ICER announced proposed changes to its Value Assessment Framework. Stakeholders have limited time to review and comment by June 30.

In the absence of a formal health technology assessment (HTA), US payers have informally turned to third-party HTA organizations to inform coverage decisions, formulary placement, and price negotiations. The Institute for Clinical and Economic Review (ICER) has evolved in recent years to position itself as a frontrunner in the US third-party value-assessment landscape. ICER is a nonprofit organization that seeks to use evidence-based methods to improve access to and affordability of health technologies. It assesses the value of health technologies and services in accordance with the methods defined in its Value Assessment Framework (VAF). ICER updates its VAF every three years, and the current framework—established in 2020—expires at the end of 2023.

Previous updates made significant changes to the institute’s methods and outputs, including the introduction of a modified societal perspective as a co-base case when societal cost or impact is large, conducting cost-effectiveness assessments using equal value of life-year gained (evLYG) measures in parallel with the quality-adjusted life year (QALY) cost-effectiveness analyses. They also launched an adapted assessment approach for high-impact single and short-term transformative therapies. On June 5, ICER released proposed changes to its VAF and invited public comment on the proposal.

ICER’s Proposed Updates

Compared to the breadth of updates included in the 2020 VAF update, ICER has proposed fewer major methods or process changes for the 2024 update. Key proposed changes include:

  • Clinical trial diversity: ICER proposes to include a rating of clinical trial diversity and a description of demographic diversity in trial data in its evidence reports.
  • Subpopulations: ICER proposes to include an a priori list of subpopulations of interest and a scientific rationale for evaluating these subpopulations in the scoping document and research protocol. The institute also proposes using a formal credibility assessment tool to evaluate the credibility of subgroup findings in the heterogeneity and subgroups section of its evidence reports.
  • A dynamic pricing scenario for products targeting Medicare-eligible populations: To account for the impact of the Inflation Reduction Act (IRA) on long-term cost-effectiveness, ICER proposes to conduct a dynamic pricing scenario for small molecule and biological products that primarily target Medicare-eligible populations and, in ICER’s estimation, could be subject to the IRA’s price negotiations.
  • An indirect approach to estimate productivity: To ensure that cost-effectiveness analyses using the modified societal perspective have “non-zero” inputs for impacts on productivity, ICER proposes to use an indirect approach to estimate potential impacts on patient and caregiver productivity when direct data are unavailable.
  • Quantifying additional dimensions of value: ICER intends to keep several novel elements of value (e.g., the value of hope, reduction in uncertainty) qualitative. To address severity as a potential modifier of the value of health gains, ICER will regularly calculate QALY and evLYG shortfalls. ICER proposes to continue using the Health Improvement Distribution Index to measure health equity.

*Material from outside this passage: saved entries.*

//! End-to-end integration tests for knowtree.
//!
//! These tests drive the public API from raw model text through extraction,
//! history, rendering and HTML export, with scripted stand-ins for the
//! language model and the encyclopedia.

use std::cell::RefCell;
use std::collections::VecDeque;
use std::sync::Arc;

use knowtree::config::KnowtreeConfig;
use knowtree::error::{ExtractionError, HistoryError, SessionError};
use knowtree::extract::extract;
use knowtree::graph::Node;
use knowtree::history::{History, HistoryEntry};
use knowtree::knowledge::{Excerpt, KnowledgeBase, LookupError};
use knowtree::llm::{CompletionModel, CompletionRequest, LlmError};
use knowtree::message::{MemorySink, Message, MessageSink};
use knowtree::render::html::export_html;
use knowtree::render::{LayoutConfig, PALETTE, Rendered, VisualNode, render};
use knowtree::session::{Session, SessionOptions};

struct ScriptedModel {
    replies: RefCell<VecDeque<String>>,
}

impl ScriptedModel {
    fn new(replies: &[&str]) -> Self {
        Self {
            replies: RefCell::new(replies.iter().map(|r| r.to_string()).collect()),
        }
    }
}

impl CompletionModel for ScriptedModel {
    fn complete(&self, _request: &CompletionRequest<'_>) -> Result<String, LlmError> {
        self.replies
            .borrow_mut()
            .pop_front()
            .ok_or(LlmError::RequestFailed {
                message: "no scripted reply left".into(),
            })
    }

    fn model_name(&self) -> &str {
        "scripted"
    }
}

struct StaticWiki;

impl KnowledgeBase for StaticWiki {
    fn lookup(&self, topic: &str) -> Result<Vec<Excerpt>, LookupError> {
        Ok(vec![
            Excerpt::new(topic, "Artigo principal."),
            Excerpt::new(format!("{topic} (desambiguação)"), "Outros usos."),
        ])
    }
}

fn map_json(root: &str) -> String {
    format!(
        r#"{{"nodes":[{{"id":1,"label":"{root}","importance":5,"level":0}},{{"id":2,"label":"Filho","importance":2,"level":1}},{{"id":3,"label":"Neto","level":2}}],"edges":[{{"source":1,"target":2}},{{"source":2,"target":3}}]}}"#
    )
}

// ---------------------------------------------------------------------------
// Extraction
// ---------------------------------------------------------------------------

#[test]
fn extract_single_object_amid_noise() {
    let raw = r#"noise {"nodes":[{"id":"1","label":"A","importance":3,"level":0}],"edges":[]} trailing"#;
    let extraction = extract(raw).unwrap();
    assert_eq!(extraction.graph.nodes.len(), 1);
    assert_eq!(extraction.graph.edges.len(), 0);
    let node = &extraction.graph.nodes[0];
    assert_eq!(node.id, "1");
    assert_eq!(node.importance, 3);
    assert_eq!(node.level, 0);
    assert_eq!(&raw[extraction.span], r#"{"nodes":[{"id":"1","label":"A","importance":3,"level":0}],"edges":[]}"#);
}

#[test]
fn extract_prose_without_json_fails() {
    let err = extract("sorry, I cannot do that").unwrap_err();
    assert!(matches!(err, ExtractionError::NoJsonFound { .. }));
    assert_eq!(err.raw_text(), "sorry, I cannot do that");

    // An opening brace that never closes is still prose.
    let err = extract("Desculpe { não consigo gerar o mapa").unwrap_err();
    assert!(matches!(err, ExtractionError::NoJsonFound { .. }));
}

#[test]
fn extract_object_without_edges_fails() {
    let err = extract(r#"{"nodes":[]}"#).unwrap_err();
    assert!(matches!(err, ExtractionError::MissingKey { key: "edges", .. }));
}

#[test]
fn extract_counts_match_array_lengths() {
    let raw = format!("Aqui está o mapa:\n{}\nEspero que ajude!", map_json("Raiz"));
    let graph = extract(&raw).unwrap().graph;
    assert_eq!(graph.nodes.len(), 3);
    assert_eq!(graph.edges.len(), 2);
    assert!(graph.issues().is_empty());
}

// ---------------------------------------------------------------------------
// Rendering defaults
// ---------------------------------------------------------------------------

#[test]
fn node_without_importance_or_level_renders_with_defaults() {
    let node: Node = serde_json::from_str(r#"{"id":"x","label":"Sem peso"}"#).unwrap();
    let visual = VisualNode::from(&node);
    assert_eq!(visual.size, 20);
    assert_eq!(visual.color, PALETTE[0]);
}

// ---------------------------------------------------------------------------
// History
// ---------------------------------------------------------------------------

#[test]
fn history_select_returns_kth_append() {
    let mut history = History::new();
    let queries = ["um", "dois", "três", "quatro"];
    for q in queries {
        let graph = extract(&map_json(q)).unwrap().graph;
        history.append(HistoryEntry::new(q, q, graph, ""));
    }
    for (k, q) in queries.iter().enumerate() {
        assert_eq!(history.select(k).unwrap().query, *q);
    }
    assert!(matches!(
        history.select(queries.len()),
        Err(HistoryError::IndexOutOfRange { index: 4, len: 4 })
    ));

    let before = history.select(1).unwrap();
    history.append(HistoryEntry::new("cinco", "cinco", Default::default(), ""));
    assert_eq!(history.select(1).unwrap(), before);
    assert_eq!(history.len(), 5);
}

// ---------------------------------------------------------------------------
// Session
// ---------------------------------------------------------------------------

#[test]
fn session_generates_picks_and_exports() {
    let a = map_json("Sistema Solar");
    let b = map_json("Fotossíntese");
    let model = ScriptedModel::new(&["Sistema Solar", a.as_str(), "Fotossíntese", b.as_str()]);
    let sink = Arc::new(MemorySink::new());
    let mut session = Session::new(
        &model,
        StaticWiki,
        Arc::clone(&sink) as Arc<dyn MessageSink>,
        SessionOptions::default(),
    );

    session.submit("sistema solar").unwrap();
    session.submit("fotossintese").unwrap();
    assert_eq!(session.history().labels(), vec!["sistema solar", "fotossintese"]);
    assert!(
        session
            .state()
            .current_knowledge_context
            .starts_with("Page: Fotossíntese\nSummary: Artigo principal.")
    );

    // Re-selecting the same entry yields the identical graph.
    let first = session.pick(0).unwrap().response.clone();
    let second = session.pick(0).unwrap().response.clone();
    assert_eq!(first, second);
    assert_eq!(session.state().current_graph.as_ref(), Some(&first));
    assert_eq!(session.history().len(), 2);

    let Rendered::Canvas(visual) = session.render(&LayoutConfig::default()) else {
        panic!("expected a canvas after a successful generation");
    };
    assert_eq!(visual.nodes[0].label, "Sistema Solar");
    assert_eq!(visual.nodes[0].size, 40);
    assert_eq!(visual.nodes[2].color, PALETTE[2]);

    let dir = tempfile::TempDir::new().unwrap();
    let path = dir.path().join("sistema-solar.html");
    export_html(&visual, "sistema solar", &path).unwrap();
    let html = std::fs::read_to_string(&path).unwrap();
    for node in &visual.nodes {
        assert!(html.contains(&format!("\"label\":\"{}\"", node.label)));
    }

    let ready = sink
        .messages()
        .into_iter()
        .filter(|m| matches!(m, Message::MapReady { .. }))
        .count();
    assert_eq!(ready, 4);
}

#[test]
fn session_failure_surfaces_raw_text_and_keeps_state() {
    let good = map_json("Rust");
    let model = ScriptedModel::new(&["Rust", good.as_str(), "Go", r#"{"nodes":[{"id":1}]}"#]);
    let sink = Arc::new(MemorySink::new());
    let mut session = Session::new(
        &model,
        StaticWiki,
        Arc::clone(&sink) as Arc<dyn MessageSink>,
        SessionOptions::default(),
    );

    session.submit("rust").unwrap();
    let err = session.submit("go").unwrap_err();
    let SessionError::Extraction(ref extraction) = err else {
        panic!("expected an extraction error, got {err:?}");
    };
    assert!(matches!(extraction, ExtractionError::MissingKey { key: "edges", .. }));
    assert_eq!(extraction.raw_text(), r#"{"nodes":[{"id":1}]}"#);

    assert_eq!(session.state().current_query, "rust");
    assert_eq!(session.history().len(), 1);
    assert_eq!(
        session.state().last_raw_response.as_deref(),
        Some(r#"{"nodes":[{"id":1}]}"#)
    );
}

#[test]
fn nothing_rendered_without_a_graph() {
    assert!(matches!(
        render(None, &LayoutConfig::default()),
        Rendered::Placeholder(_)
    ));
}

// ---------------------------------------------------------------------------
// Configuration
// ---------------------------------------------------------------------------

#[test]
fn config_file_drives_session_options() {
    let dir = tempfile::TempDir::new().unwrap();
    let path = dir.path().join("nested").join("config.toml");
    std::fs::create_dir_all(path.parent().unwrap()).unwrap();
    std::fs::write(
        &path,
        r#"
[knowledge]
language = "en"
top_k_results = 1

[history]
capacity = 2

[account]
subscribed = false

[render]
height = 800
"#,
    )
    .unwrap();

    let config = KnowtreeConfig::load(&path).unwrap();
    assert_eq!(config.knowledge.endpoint(), "https://en.wikipedia.org/w/api.php");
    assert_eq!(config.render.height, 800);
    assert_eq!(config.render.width, "100%");
    assert_eq!(config.llm.model, "gpt-4");

    let options = SessionOptions::from(&config);
    assert_eq!(options.top_k_results, 1);
    assert_eq!(options.history_capacity, Some(2));

    let model = ScriptedModel::new(&[]);
    let mut session = Session::new(
        &model,
        StaticWiki,
        Arc::new(MemorySink::new()) as Arc<dyn MessageSink>,
        options,
    );
    assert!(matches!(session.submit("tema"), Err(SessionError::NotSubscribed)));
}

#[test]
fn default_config_round_trips_through_disk() {
    let dir = tempfile::TempDir::new().unwrap();
    let path = dir.path().join("knowtree").join("config.toml");
    KnowtreeConfig::default().save(&path).unwrap();
    let loaded = KnowtreeConfig::load_or_default(&path).unwrap();
    assert_eq!(loaded, KnowtreeConfig::default());
}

In addition to these proposed methods changes, ICER also proposed changes to its process for addressing the treatment of unmet needs and health equity:

  • Topic selection: ICER proposes to incorporate health disparities in the topic selection process for future reviews by including health equity concerns in horizon scanning exercises and presenting relevant health disparities data during topic selection meetings.
  • Patient engagement program: ICER proposes to simplify program processes, increase the diversity of patient perspectives, add new formal and informal engagement opportunities, and provide an honorarium to participants.

Several proposed changes to the VAF address stakeholder feedback on limitations of the current framework. For example, adopting an indirect approach to estimating productivity impacts would increase ICER’s ability to assess the value a treatment may provide in its modified societal perspective cost-effectiveness analyses when direct data is not available.

Notably, the proposed updates signal that ICER does not intend to make other changes that some stakeholders were anticipating, such as extending its application of the modified societal perspective, developing evidence standards for inclusion of real-world evidence in ICER assessments, or adapting its methodology for orphan drugs and accelerated approval therapies with short-term trial data.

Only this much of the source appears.